━━━━━ Material provided

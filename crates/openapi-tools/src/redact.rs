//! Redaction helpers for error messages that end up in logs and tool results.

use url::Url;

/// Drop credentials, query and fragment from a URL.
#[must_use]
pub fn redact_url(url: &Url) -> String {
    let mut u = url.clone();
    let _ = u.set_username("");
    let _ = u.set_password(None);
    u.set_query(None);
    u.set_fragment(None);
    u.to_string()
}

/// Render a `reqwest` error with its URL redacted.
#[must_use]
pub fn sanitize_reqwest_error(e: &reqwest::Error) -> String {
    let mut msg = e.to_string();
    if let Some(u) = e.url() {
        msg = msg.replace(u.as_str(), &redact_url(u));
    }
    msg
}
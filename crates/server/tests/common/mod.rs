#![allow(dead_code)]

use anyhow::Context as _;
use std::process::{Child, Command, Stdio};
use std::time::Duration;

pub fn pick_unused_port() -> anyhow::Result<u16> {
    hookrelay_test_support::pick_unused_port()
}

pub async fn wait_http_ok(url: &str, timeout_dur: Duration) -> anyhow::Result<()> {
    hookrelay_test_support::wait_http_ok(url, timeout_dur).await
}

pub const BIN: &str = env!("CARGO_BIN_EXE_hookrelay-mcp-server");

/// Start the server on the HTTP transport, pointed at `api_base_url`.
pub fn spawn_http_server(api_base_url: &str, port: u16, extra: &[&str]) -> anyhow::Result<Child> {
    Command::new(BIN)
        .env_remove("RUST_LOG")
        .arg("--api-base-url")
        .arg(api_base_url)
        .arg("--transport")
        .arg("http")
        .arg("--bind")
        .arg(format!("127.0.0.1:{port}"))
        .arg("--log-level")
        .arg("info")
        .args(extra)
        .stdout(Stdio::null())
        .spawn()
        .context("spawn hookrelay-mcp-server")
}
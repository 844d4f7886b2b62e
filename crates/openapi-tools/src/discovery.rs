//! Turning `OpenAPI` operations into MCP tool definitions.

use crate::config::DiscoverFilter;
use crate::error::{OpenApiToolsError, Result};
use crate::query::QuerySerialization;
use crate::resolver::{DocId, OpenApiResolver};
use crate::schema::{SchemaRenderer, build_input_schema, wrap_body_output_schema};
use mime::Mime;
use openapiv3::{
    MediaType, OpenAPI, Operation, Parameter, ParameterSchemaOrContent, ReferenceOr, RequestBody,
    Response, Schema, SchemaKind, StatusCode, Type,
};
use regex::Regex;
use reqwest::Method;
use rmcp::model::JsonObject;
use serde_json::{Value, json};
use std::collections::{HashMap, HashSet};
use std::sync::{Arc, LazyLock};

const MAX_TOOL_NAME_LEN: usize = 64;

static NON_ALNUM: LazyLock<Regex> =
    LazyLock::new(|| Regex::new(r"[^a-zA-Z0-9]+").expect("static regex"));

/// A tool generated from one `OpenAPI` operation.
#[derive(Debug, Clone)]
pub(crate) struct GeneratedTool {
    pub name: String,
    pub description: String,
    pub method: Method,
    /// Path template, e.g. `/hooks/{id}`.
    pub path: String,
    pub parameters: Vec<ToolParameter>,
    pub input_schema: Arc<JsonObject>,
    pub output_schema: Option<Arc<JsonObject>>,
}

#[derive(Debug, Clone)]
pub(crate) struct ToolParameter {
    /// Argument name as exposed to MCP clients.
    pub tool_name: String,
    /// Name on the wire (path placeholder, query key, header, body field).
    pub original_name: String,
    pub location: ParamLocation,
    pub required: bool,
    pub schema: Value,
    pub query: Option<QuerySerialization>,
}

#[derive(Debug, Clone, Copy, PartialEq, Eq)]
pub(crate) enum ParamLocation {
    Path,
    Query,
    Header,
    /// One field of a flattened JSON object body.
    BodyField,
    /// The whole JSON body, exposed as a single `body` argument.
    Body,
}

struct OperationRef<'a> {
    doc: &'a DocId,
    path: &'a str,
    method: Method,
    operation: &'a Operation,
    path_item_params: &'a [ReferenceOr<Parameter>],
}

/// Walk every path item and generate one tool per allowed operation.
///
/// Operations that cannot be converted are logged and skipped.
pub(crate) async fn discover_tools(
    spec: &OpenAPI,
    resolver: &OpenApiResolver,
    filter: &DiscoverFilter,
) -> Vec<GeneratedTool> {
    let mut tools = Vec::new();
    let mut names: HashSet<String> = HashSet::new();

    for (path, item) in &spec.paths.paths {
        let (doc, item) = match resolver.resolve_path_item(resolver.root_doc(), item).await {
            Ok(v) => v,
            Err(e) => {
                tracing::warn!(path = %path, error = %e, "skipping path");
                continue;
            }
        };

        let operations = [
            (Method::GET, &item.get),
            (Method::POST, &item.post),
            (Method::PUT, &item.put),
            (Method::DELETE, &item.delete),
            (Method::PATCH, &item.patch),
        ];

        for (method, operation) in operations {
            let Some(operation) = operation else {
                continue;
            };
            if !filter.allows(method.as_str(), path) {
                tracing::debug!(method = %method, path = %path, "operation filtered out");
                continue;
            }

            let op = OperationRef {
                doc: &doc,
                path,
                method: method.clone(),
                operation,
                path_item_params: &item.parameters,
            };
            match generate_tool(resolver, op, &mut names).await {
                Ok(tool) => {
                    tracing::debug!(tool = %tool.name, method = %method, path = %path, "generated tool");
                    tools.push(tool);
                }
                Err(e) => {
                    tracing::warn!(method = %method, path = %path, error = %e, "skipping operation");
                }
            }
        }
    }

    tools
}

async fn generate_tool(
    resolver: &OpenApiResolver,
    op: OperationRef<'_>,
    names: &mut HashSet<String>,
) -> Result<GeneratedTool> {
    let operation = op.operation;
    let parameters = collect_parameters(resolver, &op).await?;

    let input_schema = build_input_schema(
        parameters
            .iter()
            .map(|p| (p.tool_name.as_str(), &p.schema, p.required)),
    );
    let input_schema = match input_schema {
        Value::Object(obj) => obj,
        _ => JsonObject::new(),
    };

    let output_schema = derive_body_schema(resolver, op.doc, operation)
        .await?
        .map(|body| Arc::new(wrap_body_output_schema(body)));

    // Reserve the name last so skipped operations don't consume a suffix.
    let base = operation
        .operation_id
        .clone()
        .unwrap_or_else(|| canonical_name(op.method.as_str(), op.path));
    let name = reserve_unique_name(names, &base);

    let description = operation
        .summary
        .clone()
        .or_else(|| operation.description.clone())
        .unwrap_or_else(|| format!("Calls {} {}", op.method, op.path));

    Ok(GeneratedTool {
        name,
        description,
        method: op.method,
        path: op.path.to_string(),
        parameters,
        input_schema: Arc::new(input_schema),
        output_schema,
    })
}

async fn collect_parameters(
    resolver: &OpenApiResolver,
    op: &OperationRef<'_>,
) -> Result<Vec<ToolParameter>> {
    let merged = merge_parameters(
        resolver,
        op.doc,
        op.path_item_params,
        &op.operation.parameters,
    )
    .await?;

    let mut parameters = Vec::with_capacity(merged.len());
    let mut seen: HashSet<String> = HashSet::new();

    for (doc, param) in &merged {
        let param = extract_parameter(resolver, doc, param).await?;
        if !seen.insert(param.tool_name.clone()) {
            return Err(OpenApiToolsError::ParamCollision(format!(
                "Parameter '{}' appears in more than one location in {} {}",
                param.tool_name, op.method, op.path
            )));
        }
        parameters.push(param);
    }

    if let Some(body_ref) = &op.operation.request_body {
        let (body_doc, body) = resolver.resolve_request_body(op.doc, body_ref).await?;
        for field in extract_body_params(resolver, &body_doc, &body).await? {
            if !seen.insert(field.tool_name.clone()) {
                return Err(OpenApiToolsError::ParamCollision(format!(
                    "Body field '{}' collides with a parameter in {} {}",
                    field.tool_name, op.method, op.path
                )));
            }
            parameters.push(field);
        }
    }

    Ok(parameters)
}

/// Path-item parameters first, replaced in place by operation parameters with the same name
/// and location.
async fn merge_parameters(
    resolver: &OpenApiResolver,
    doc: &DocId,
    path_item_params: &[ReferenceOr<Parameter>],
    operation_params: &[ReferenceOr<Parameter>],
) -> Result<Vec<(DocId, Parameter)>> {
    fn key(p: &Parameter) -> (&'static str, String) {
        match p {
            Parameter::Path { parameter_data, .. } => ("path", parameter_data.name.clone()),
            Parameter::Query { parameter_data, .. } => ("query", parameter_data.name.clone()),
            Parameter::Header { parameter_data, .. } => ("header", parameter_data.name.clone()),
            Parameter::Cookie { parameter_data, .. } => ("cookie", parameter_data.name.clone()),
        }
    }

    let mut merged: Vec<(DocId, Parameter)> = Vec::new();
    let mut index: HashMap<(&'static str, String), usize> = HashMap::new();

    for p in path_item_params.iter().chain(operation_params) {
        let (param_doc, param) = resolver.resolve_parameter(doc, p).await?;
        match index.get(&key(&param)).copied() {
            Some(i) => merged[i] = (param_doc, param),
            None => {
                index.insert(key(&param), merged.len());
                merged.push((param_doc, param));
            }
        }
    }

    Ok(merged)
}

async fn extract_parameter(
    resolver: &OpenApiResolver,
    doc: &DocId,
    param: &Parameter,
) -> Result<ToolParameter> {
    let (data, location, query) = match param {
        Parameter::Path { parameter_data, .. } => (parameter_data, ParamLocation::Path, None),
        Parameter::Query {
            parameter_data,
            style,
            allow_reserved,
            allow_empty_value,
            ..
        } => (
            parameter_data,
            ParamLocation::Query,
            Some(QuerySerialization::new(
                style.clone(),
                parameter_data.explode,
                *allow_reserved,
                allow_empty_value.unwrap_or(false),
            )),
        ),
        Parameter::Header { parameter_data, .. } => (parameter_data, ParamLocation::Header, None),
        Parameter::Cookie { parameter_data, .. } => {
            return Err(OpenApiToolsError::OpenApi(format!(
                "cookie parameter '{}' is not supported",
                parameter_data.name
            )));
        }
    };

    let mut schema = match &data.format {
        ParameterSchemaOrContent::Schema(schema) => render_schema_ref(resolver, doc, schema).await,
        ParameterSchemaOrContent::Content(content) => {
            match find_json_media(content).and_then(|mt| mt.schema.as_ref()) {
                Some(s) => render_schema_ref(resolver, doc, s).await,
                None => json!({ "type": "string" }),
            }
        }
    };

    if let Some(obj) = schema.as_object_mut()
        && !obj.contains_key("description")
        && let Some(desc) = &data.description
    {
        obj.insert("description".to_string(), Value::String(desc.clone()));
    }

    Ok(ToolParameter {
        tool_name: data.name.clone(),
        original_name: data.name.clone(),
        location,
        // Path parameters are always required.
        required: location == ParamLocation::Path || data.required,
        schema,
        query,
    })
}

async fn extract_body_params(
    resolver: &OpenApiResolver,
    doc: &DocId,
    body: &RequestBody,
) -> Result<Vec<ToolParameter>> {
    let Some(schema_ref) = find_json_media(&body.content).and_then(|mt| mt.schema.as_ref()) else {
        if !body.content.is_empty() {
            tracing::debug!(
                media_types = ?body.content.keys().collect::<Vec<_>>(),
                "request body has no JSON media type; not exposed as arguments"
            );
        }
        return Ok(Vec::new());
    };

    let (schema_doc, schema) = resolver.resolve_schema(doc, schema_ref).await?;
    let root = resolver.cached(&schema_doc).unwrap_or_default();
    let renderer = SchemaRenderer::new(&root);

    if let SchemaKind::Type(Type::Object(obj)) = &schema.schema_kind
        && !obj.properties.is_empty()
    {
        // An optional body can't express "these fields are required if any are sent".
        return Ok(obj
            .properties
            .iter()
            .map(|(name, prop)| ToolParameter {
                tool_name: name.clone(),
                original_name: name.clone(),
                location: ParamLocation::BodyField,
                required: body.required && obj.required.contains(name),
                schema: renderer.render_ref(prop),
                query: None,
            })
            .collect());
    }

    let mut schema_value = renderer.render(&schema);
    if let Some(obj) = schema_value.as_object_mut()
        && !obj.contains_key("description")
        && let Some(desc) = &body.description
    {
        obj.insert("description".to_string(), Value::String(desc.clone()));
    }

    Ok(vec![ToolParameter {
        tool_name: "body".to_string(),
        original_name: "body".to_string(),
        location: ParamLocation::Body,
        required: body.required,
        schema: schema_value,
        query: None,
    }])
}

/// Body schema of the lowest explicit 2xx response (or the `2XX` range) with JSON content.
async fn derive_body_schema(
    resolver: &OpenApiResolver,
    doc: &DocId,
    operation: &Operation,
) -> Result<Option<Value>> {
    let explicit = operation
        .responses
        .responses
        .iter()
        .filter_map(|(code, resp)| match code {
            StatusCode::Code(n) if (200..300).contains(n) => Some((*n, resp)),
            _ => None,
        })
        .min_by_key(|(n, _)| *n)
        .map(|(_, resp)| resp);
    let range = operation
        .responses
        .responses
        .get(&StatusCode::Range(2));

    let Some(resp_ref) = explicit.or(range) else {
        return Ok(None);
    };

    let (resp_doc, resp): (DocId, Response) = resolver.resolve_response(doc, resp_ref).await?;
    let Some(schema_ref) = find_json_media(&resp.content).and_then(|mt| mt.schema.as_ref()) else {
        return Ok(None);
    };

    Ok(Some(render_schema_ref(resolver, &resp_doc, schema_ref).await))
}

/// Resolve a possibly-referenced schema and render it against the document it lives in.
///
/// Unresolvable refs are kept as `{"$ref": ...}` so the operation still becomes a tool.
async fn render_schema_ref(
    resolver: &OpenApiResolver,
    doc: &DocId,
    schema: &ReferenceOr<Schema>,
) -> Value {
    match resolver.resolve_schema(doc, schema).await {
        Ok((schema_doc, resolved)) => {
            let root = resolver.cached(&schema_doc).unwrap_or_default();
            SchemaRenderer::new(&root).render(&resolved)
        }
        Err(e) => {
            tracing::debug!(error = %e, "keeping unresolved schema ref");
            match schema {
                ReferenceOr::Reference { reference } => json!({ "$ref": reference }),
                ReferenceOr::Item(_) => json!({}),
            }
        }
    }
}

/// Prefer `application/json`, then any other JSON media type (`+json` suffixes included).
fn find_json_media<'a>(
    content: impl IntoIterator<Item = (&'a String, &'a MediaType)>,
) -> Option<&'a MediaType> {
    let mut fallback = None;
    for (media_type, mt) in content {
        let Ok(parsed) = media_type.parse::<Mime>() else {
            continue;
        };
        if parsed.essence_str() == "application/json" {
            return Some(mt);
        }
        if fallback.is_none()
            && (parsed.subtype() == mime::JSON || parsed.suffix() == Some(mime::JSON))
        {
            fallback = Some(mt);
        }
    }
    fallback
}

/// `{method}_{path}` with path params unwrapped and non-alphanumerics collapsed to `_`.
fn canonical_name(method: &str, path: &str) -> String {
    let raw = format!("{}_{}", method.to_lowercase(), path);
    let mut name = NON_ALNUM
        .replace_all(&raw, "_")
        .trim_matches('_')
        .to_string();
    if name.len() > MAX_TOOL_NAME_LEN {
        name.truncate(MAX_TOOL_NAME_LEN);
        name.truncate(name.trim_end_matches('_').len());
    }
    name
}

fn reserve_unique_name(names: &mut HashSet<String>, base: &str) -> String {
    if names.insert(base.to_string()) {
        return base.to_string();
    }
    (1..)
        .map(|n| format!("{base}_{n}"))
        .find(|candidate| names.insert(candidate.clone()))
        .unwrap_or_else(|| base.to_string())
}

━━━━━━━━━━

Task objective: How many of the lines in the records above include the word "skipping"? State that number alone.

Answer to this task: 2